Hierbij tekent het Katholiek Memorieboek aan dat na de vrede van Munster de katholieken van Schijndel hun godsdienst op verschillende plaatsen buiten het Statengebied hebben moeten uitoefenen. Zoals uit een aantekening blijkt dat zij onder pastoor Henricus van Geldrop, omstreeks het jaar 1666, een kapel en bidplaats hadden opgericht op het gehucht den Haan bij de Hooge Heide, onder het Ravesteins dorp Uden. Later hebben de Schijndelse katholieken een schuurkerk gebouwd, ten zuiden van de parochiekerk, doch deze is afgebroken. De tienden(pachtgeld) onder leiding van de parochie van Schijndel werden in het jaar 1545 door de deken van ’s-Hertogenbosch Philippus de Spina (van Doorn) verleend en verzameld aan de theologische faculteit van de universiteit van Leuven. Alle inkomsten uit die tienden moesten besteed worden aan cursussen of studeermiddelen van studenten in de godgeleerdheid. Deze afspraak werd door Paus Paulus III en Keizer Karel V bekrachtigd. Hierdoor zijn vele studenten van ons vaderland in hun Godgeleerde studies ondersteund tot geestelijke voorziening van ons bisdom, tot de laatste omwenteling van ons land, toen alle stichtingen met dat soort doelen zijn opgeheven.

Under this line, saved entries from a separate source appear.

//! Polars AnyValue utility functions.
//!
//! Conversions between Polars `AnyValue`s and plain Rust values, shared by
//! key coercion, imputation and rendering.

use polars::prelude::AnyValue;

/// Converts a Polars AnyValue to a String representation.
/// Returns empty string for Null, formats floats without trailing zeros.
pub fn any_to_string(value: AnyValue<'_>) -> String {
    match value {
        AnyValue::Null => String::new(),
        AnyValue::Int8(v) => v.to_string(),
        AnyValue::Int16(v) => v.to_string(),
        AnyValue::Int32(v) => v.to_string(),
        AnyValue::Int64(v) => v.to_string(),
        AnyValue::UInt8(v) => v.to_string(),
        AnyValue::UInt16(v) => v.to_string(),
        AnyValue::UInt32(v) => v.to_string(),
        AnyValue::UInt64(v) => v.to_string(),
        AnyValue::Float32(v) => format_numeric(f64::from(v)),
        AnyValue::Float64(v) => format_numeric(v),
        AnyValue::String(s) => s.to_string(),
        AnyValue::StringOwned(s) => s.to_string(),
        AnyValue::Boolean(b) => b.to_string(),
        other => other.to_string(),
    }
}

/// Formats a floating-point number without trailing fractional zeros.
pub fn format_numeric(v: f64) -> String {
    let s = format!("{v}");
    if s.contains('.') {
        s.trim_end_matches('0').trim_end_matches('.').to_string()
    } else {
        s
    }
}

/// Converts an AnyValue to f64, returning None for non-numeric or null values.
pub fn any_to_f64(value: AnyValue<'_>) -> Option<f64> {
    match value {
        AnyValue::Null => None,
        AnyValue::Int8(v) => Some(f64::from(v)),
        AnyValue::Int16(v) => Some(f64::from(v)),
        AnyValue::Int32(v) => Some(f64::from(v)),
        AnyValue::Int64(v) => Some(v as f64),
        AnyValue::UInt8(v) => Some(f64::from(v)),
        AnyValue::UInt16(v) => Some(f64::from(v)),
        AnyValue::UInt32(v) => Some(f64::from(v)),
        AnyValue::UInt64(v) => Some(v as f64),
        AnyValue::Float32(v) => Some(f64::from(v)),
        AnyValue::Float64(v) => Some(v),
        AnyValue::String(s) => parse_f64(s),
        AnyValue::StringOwned(s) => parse_f64(&s),
        _ => None,
    }
}

/// Converts an AnyValue to i64.
///
/// Floats must be finite and integral; strings are trimmed and parsed as
/// integers or integral floats. Everything else is None.
pub fn any_to_i64(value: AnyValue<'_>) -> Option<i64> {
    match value {
        AnyValue::Null => None,
        AnyValue::Int8(v) => Some(i64::from(v)),
        AnyValue::Int16(v) => Some(i64::from(v)),
        AnyValue::Int32(v) => Some(i64::from(v)),
        AnyValue::Int64(v) => Some(v),
        AnyValue::UInt8(v) => Some(i64::from(v)),
        AnyValue::UInt16(v) => Some(i64::from(v)),
        AnyValue::UInt32(v) => Some(i64::from(v)),
        AnyValue::UInt64(v) => i64::try_from(v).ok(),
        AnyValue::Float32(v) => integral_f64(f64::from(v)),
        AnyValue::Float64(v) => integral_f64(v),
        AnyValue::String(s) => parse_i64(s),
        AnyValue::StringOwned(s) => parse_i64(&s),
        _ => None,
    }
}

/// Parses a string as f64, returning None for invalid or empty strings.
pub fn parse_f64(value: &str) -> Option<f64> {
    let trimmed = value.trim();
    if trimmed.is_empty() {
        return None;
    }
    trimmed.parse::<f64>().ok().filter(|v| v.is_finite())
}

fn parse_i64(value: &str) -> Option<i64> {
    let trimmed = value.trim();
    if trimmed.is_empty() {
        return None;
    }
    trimmed
        .parse::<i64>()
        .ok()
        .or_else(|| parse_f64(trimmed).and_then(integral_f64))
}

fn integral_f64(v: f64) -> Option<i64> {
    if v.is_finite() && v.fract() == 0.0 && v >= i64::MIN as f64 && v < i64::MAX as f64 {
        Some(v as i64)
    } else {
        None
    }
}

In 1721 is Sylvester Waltherus Idelet pastoor van Schijndel. Deze pastoor heeft in de hogeschool van Leuven twee beurzen gesticht voor de studies filosofie en theologie waarmee hij de jeugdigen begunstigde. In de eerste plaats kwamen hiervoor in aanmerking verwanten van hem, verder de bewoners van Someren (zijn geboorteplaats) en Asten en vervolgens jongeren die in de rest van de Meierij van ’s-Hertogenbosch geboren zijn.